Exercise instructions:
Report how many lines of the entries below contain the word "memory", and nothing more.

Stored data
//! Wavefront OBJ importer
//!
//! Reads a file twice: the first pass counts positions, texture coordinates,
//! normals and faces so the second pass can fill containers allocated to the
//! exact size. The second pass converts from the file's right-handed space to
//! the engine's left-handed one:
//!
//! - Z of every position and normal is negated
//! - texture V becomes `1 - v`
//! - the three corners of each face are taken in reverse order
//!
//! Every face yields three fresh vertices and the indices `3f, 3f+1, 3f+2`;
//! vertices are never shared between faces.

use std::{
    fs::File,
    io::{BufRead, BufReader},
    path::Path,
};

use crate::{
    error::{EngineError, EngineResult},
    gfx::{geometry::MeshData, scene::vertex::ColorVertex},
};

/// Element counts gathered by the first pass
#[derive(Debug, Default, Clone, Copy, PartialEq, Eq)]
pub struct ObjCounts {
    pub positions: usize,
    pub tex_coords: usize,
    pub normals: usize,
    pub faces: usize,
}

#[derive(Debug, Clone, Copy, PartialEq, Eq)]
enum LineKind {
    Position,
    TexCoord,
    Normal,
    Face,
    Other,
}

fn classify(line: &str) -> (LineKind, std::str::SplitWhitespace<'_>) {
    let mut tokens = line.split_whitespace();
    let kind = match tokens.next() {
        Some("v") => LineKind::Position,
        Some("vt") => LineKind::TexCoord,
        Some("vn") => LineKind::Normal,
        Some("f") => LineKind::Face,
        _ => LineKind::Other,
    };
    (kind, tokens)
}

impl ObjCounts {
    /// First pass: counts the element lines of an OBJ stream
    pub fn scan<R: BufRead>(reader: R, path: &Path) -> EngineResult<Self> {
        let mut counts = Self::default();

        for (number, line) in reader.lines().enumerate() {
            let line = line.map_err(|err| malformed(path, number + 1, err.to_string()))?;
            match classify(&line).0 {
                LineKind::Position => counts.positions += 1,
                LineKind::TexCoord => counts.tex_coords += 1,
                LineKind::Normal => counts.normals += 1,
                LineKind::Face => counts.faces += 1,
                LineKind::Other => {}
            }
        }

        Ok(counts)
    }
}

/// One face corner as one-based indices from the file
#[derive(Debug, Clone, Copy)]
struct Corner {
    position: i64,
    tex_coord: Option<i64>,
    normal: Option<i64>,
}

#[derive(Debug, Clone, Copy)]
struct Face {
    line: usize,
    /// Corners already in engine (reversed) order
    corners: [Corner; 3],
}

fn malformed(path: &Path, line: usize, reason: impl Into<String>) -> EngineError {
    EngineError::MalformedMesh {
        path: path.to_path_buf(),
        line,
        reason: reason.into(),
    }
}

fn parse_floats<const N: usize>(
    mut tokens: std::str::SplitWhitespace<'_>,
    path: &Path,
    line: usize,
) -> EngineResult<[f32; N]> {
    let mut values = [0.0; N];
    for value in values.iter_mut() {
        let token = tokens
            .next()
            .ok_or_else(|| malformed(path, line, format!("expected {N} numbers")))?;
        *value = token
            .parse()
            .map_err(|_| malformed(path, line, format!("'{token}' is not a number")))?;
    }
    Ok(values)
}

fn parse_index(token: &str, path: &Path, line: usize) -> EngineResult<Option<i64>> {
    if token.is_empty() {
        return Ok(None);
    }
    token
        .parse::<i64>()
        .map(Some)
        .map_err(|_| malformed(path, line, format!("'{token}' is not an index")))
}

fn parse_corner(group: &str, path: &Path, line: usize) -> EngineResult<Corner> {
    let mut parts = group.split('/');
    let position = parse_index(parts.next().unwrap_or_default(), path, line)?
        .ok_or_else(|| malformed(path, line, format!("'{group}' has no position index")))?;
    let tex_coord = parse_index(parts.next().unwrap_or_default(), path, line)?;
    let normal = parse_index(parts.next().unwrap_or_default(), path, line)?;

    Ok(Corner {
        position,
        tex_coord,
        normal,
    })
}

fn parse_face(
    mut tokens: std::str::SplitWhitespace<'_>,
    path: &Path,
    line: usize,
) -> EngineResult<Face> {
    let mut groups = [""; 3];
    for group in groups.iter_mut() {
        *group = tokens
            .next()
            .ok_or_else(|| malformed(path, line, "faces need three corners"))?;
    }
    if tokens.next().is_some() {
        return Err(malformed(path, line, "only triangular faces are supported"));
    }

    let [first, second, third] = groups;
    Ok(Face {
        line,
        corners: [
            parse_corner(third, path, line)?,
            parse_corner(second, path, line)?,
            parse_corner(first, path, line)?,
        ],
    })
}

/// Resolves a one-based index against `items`
fn lookup<T: Copy>(items: &[T], index: i64, path: &Path, line: usize) -> EngineResult<T> {
    usize::try_from(index)
        .ok()
        .and_then(|i| i.checked_sub(1))
        .and_then(|i| items.get(i).copied())
        .ok_or_else(|| EngineError::FaceIndexOutOfRange {
            path: path.to_path_buf(),
            line,
            index,
            len: items.len(),
        })
}

fn push_counted<T>(
    items: &mut Vec<T>,
    counted: usize,
    item: T,
    path: &Path,
    line: usize,
) -> EngineResult<()> {
    if items.len() == counted {
        return Err(malformed(path, line, "file changed between import passes"));
    }
    items.push(item);
    Ok(())
}

/// Second pass: parses an OBJ stream into converted, face-expanded mesh data
///
/// # Arguments
/// * `reader` - The same content that produced `counts`
/// * `counts` - Result of [`ObjCounts::scan`]
/// * `path` - Source name used in errors
pub fn parse<R: BufRead>(reader: R, counts: ObjCounts, path: &Path) -> EngineResult<MeshData> {
    let mut positions: Vec<[f32; 3]> = Vec::with_capacity(counts.positions);
    let mut tex_coords: Vec<[f32; 2]> = Vec::with_capacity(counts.tex_coords);
    let mut normals: Vec<[f32; 3]> = Vec::with_capacity(counts.normals);
    let mut faces: Vec<Face> = Vec::with_capacity(counts.faces);

    for (number, line) in reader.lines().enumerate() {
        let number = number + 1;
        let line = line.map_err(|err| malformed(path, number, err.to_string()))?;
        let (kind, tokens) = classify(&line);

        match kind {
            LineKind::Position => {
                let [x, y, z] = parse_floats::<3>(tokens, path, number)?;
                push_counted(&mut positions, counts.positions, [x, y, -z], path, number)?;
            }
            LineKind::TexCoord => {
                let [u, v] = parse_floats::<2>(tokens, path, number)?;
                push_counted(&mut tex_coords, counts.tex_coords, [u, 1.0 - v], path, number)?;
            }
            LineKind::Normal => {
                let [x, y, z] = parse_floats::<3>(tokens, path, number)?;
                push_counted(&mut normals, counts.normals, [x, y, -z], path, number)?;
            }
            LineKind::Face => {
                let face = parse_face(tokens, path, number)?;
                push_counted(&mut faces, counts.faces, face, path, number)?;
            }
            LineKind::Other => {}
        }
    }

    if positions.is_empty() || faces.is_empty() {
        return Err(EngineError::EmptyMesh {
            path: path.to_path_buf(),
            positions: positions.len(),
            faces: faces.len(),
        });
    }

    let mut mesh = MeshData::with_capacity(faces.len() * 3);
    for face in &faces {
        let corner_positions = face
            .corners
            .map(|corner| lookup(&positions, corner.position, path, face.line));
        let [a, b, c] = corner_positions;
        let corner_positions = [a?, b?, c?];

        // colour follows the face's first converted corner
        let [x, y, z] = corner_positions[0];
        let color = [x, y, z, 1.0];

        for (corner, position) in face.corners.iter().zip(corner_positions) {
            let tex_coord = match corner.tex_coord {
                Some(index) => lookup(&tex_coords, index, path, face.line)?,
                None => [0.0, 0.0],
            };
            let normal = match corner.normal {
                Some(index) => lookup(&normals, index, path, face.line)?,
                None => [0.0, 0.0, 0.0],
            };

            mesh.indices.push(mesh.vertices.len() as u32);
            mesh.vertices.push(ColorVertex::new(position, color));
            mesh.tex_coords.push(tex_coord);
            mesh.normals.push(normal);
        }
    }

    Ok(mesh)
}

fn open(path: &Path) -> EngineResult<BufReader<File>> {
    File::open(path)
        .map(BufReader::new)
        .map_err(|source| EngineError::AssetNotFound {
            path: path.to_path_buf(),
            source,
        })
}

/// Imports an OBJ file from disk
///
/// Fails if the file cannot be opened, if it holds no positions or no
/// faces, or if a face refers to an element that does not exist.
pub fn import_obj(path: &Path) -> EngineResult<MeshData> {
    let counts = ObjCounts::scan(open(path)?, path)?;
    log::debug!(
        "'{}': {} positions, {} uvs, {} normals, {} faces",
        path.display(),
        counts.positions,
        counts.tex_coords,
        counts.normals,
        counts.faces
    );

    if counts.positions == 0 || counts.faces == 0 {
        return Err(EngineError::EmptyMesh {
            path: path.to_path_buf(),
            positions: counts.positions,
            faces: counts.faces,
        });
    }

    parse(open(path)?, counts, path)
}

#[cfg(test)]
mod tests {
    use super::*;
    use std::path::PathBuf;

    const TRIANGLE: &str = "\
# one triangle
v 0.0 0.0 1.0
v 1.0 0.0 2.0
v 0.0 1.0 3.0
vt 0.0 0.25
vt 1.0 0.5
vt 0.0 1.0
vn 0.0 0.0 1.0
vn 0.0 1.0 0.5
vn 1.0 0.0 -1.0
f 1/1/1 2/2/2 3/3/3
";

    fn import_str(source: &str) -> EngineResult<MeshData> {
        let path = Path::new("memory.obj");
        let counts = ObjCounts::scan(source.as_bytes(), path)?;
        parse(source.as_bytes(), counts, path)
    }

    fn temp_obj(name: &str, contents: &str) -> PathBuf {
        let path = std::env::temp_dir().join(format!(
            "ubrot-importer-{}-{}.obj",
            std::process::id(),
            name
        ));
        std::fs::write(&path, contents).unwrap();
        path
    }

    #[test]
    fn counts_every_element_kind() {
        let counts = ObjCounts::scan(TRIANGLE.as_bytes(), Path::new("memory.obj")).unwrap();
        assert_eq!(
            counts,
            ObjCounts {
                positions: 3,
                tex_coords: 3,
                normals: 3,
                faces: 1,
            }
        );
    }

    #[test]
    fn face_corners_are_reversed_and_z_negated() {
        let mesh = import_str(TRIANGLE).unwrap();

        let positions: Vec<[f32; 3]> = mesh.vertices.iter().map(|v| v.position).collect();
        assert_eq!(
            positions,
            vec![[0.0, 1.0, -3.0], [1.0, 0.0, -2.0], [0.0, 0.0, -1.0]]
        );
        assert_eq!(
            mesh.normals,
            vec![[1.0, 0.0, 1.0], [0.0, 1.0, -0.5], [0.0, 0.0, -1.0]]
        );
    }

    #[test]
    fn texture_v_is_flipped() {
        let mesh = import_str(TRIANGLE).unwrap();
        assert_eq!(mesh.tex_coords, vec![[0.0, 0.0], [1.0, 0.5], [0.0, 0.75]]);
    }

    #[test]
    fn colour_comes_from_first_converted_corner() {
        let mesh = import_str(TRIANGLE).unwrap();
        for vertex in &mesh.vertices {
            assert_eq!(vertex.color, [0.0, 1.0, -3.0, 1.0]);
        }
    }

    #[test]
    fn every_face_expands_to_three_fresh_vertices() {
        // 4 shared positions, 5 faces, few uvs and normals
        let source = "\
v 0 0 0
v 1 0 0
v 1 1 0
v 0 1 0
vt 0 0
vn 0 0 1
f 1/1/1 2/1/1 3/1/1
f 1/1/1 3/1/1 4/1/1
f 4/1/1 3/1/1 2/1/1
f 2/1/1 1/1/1 4/1/1
f 1/1/1 1/1/1 1/1/1
";
        let mesh = import_str(source).unwrap();
        assert_eq!(mesh.vertex_count(), 15);
        assert_eq!(mesh.indices, (0..15).collect::<Vec<u32>>());
    }

    #[test]
    fn missing_texcoord_and_normal_default_to_zero() {
        let mesh = import_str("v 0 0 0\nv 1 0 0\nv 0 1 0\nf 1//1 2 3\nvn 0 0 1\n").unwrap();
        assert_eq!(mesh.vertex_count(), 3);
        assert_eq!(mesh.tex_coords[0], [0.0, 0.0]);
        assert_eq!(mesh.normals[2], [0.0, 0.0, -1.0]);
        assert_eq!(mesh.normals[0], [0.0, 0.0, 0.0]);
    }

    #[test]
    fn file_without_faces_is_empty() {
        let path = temp_obj("no-faces", "v 0 0 0\nv 1 0 0\nv 0 1 0\nvn 0 0 1\n");
        let err = import_obj(&path).unwrap_err();
        assert!(matches!(err, EngineError::EmptyMesh { positions: 3, faces: 0, .. }));
        std::fs::remove_file(path).ok();
    }

    #[test]
    fn missing_file_is_not_found() {
        let err = import_obj(Path::new("definitely/not/here.obj")).unwrap_err();
        assert!(matches!(err, EngineError::AssetNotFound { .. }));
    }

    #[test]
    fn out_of_range_index_is_rejected() {
        let err = import_str("v 0 0 0\nv 1 0 0\nf 1/1/1 2/1/1 3/1/1\n").unwrap_err();
        assert!(matches!(
            err,
            EngineError::FaceIndexOutOfRange { index: 3, len: 2, line: 3, .. }
        ));
    }

    #[test]
    fn malformed_numbers_report_their_line() {
        let err = import_str("v 0 0 0\nv 1 zero 0\n").unwrap_err();
        assert!(matches!(err, EngineError::MalformedMesh { line: 2, .. }));
    }

    #[test]
    fn stale_counts_are_detected() {
        let counts = ObjCounts {
            positions: 1,
            tex_coords: 0,
            normals: 0,
            faces: 1,
        };
        let err = parse(TRIANGLE.as_bytes(), counts, Path::new("memory.obj")).unwrap_err();
        assert!(matches!(err, EngineError::MalformedMesh { line: 3, .. }));
    }

    #[test]
    fn imports_from_disk() {
        let path = temp_obj("triangle", TRIANGLE);
        let mesh = import_obj(&path).unwrap();
        assert_eq!(mesh.index_count(), 3);
        std::fs::remove_file(path).ok();
    }
}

Task answer:
3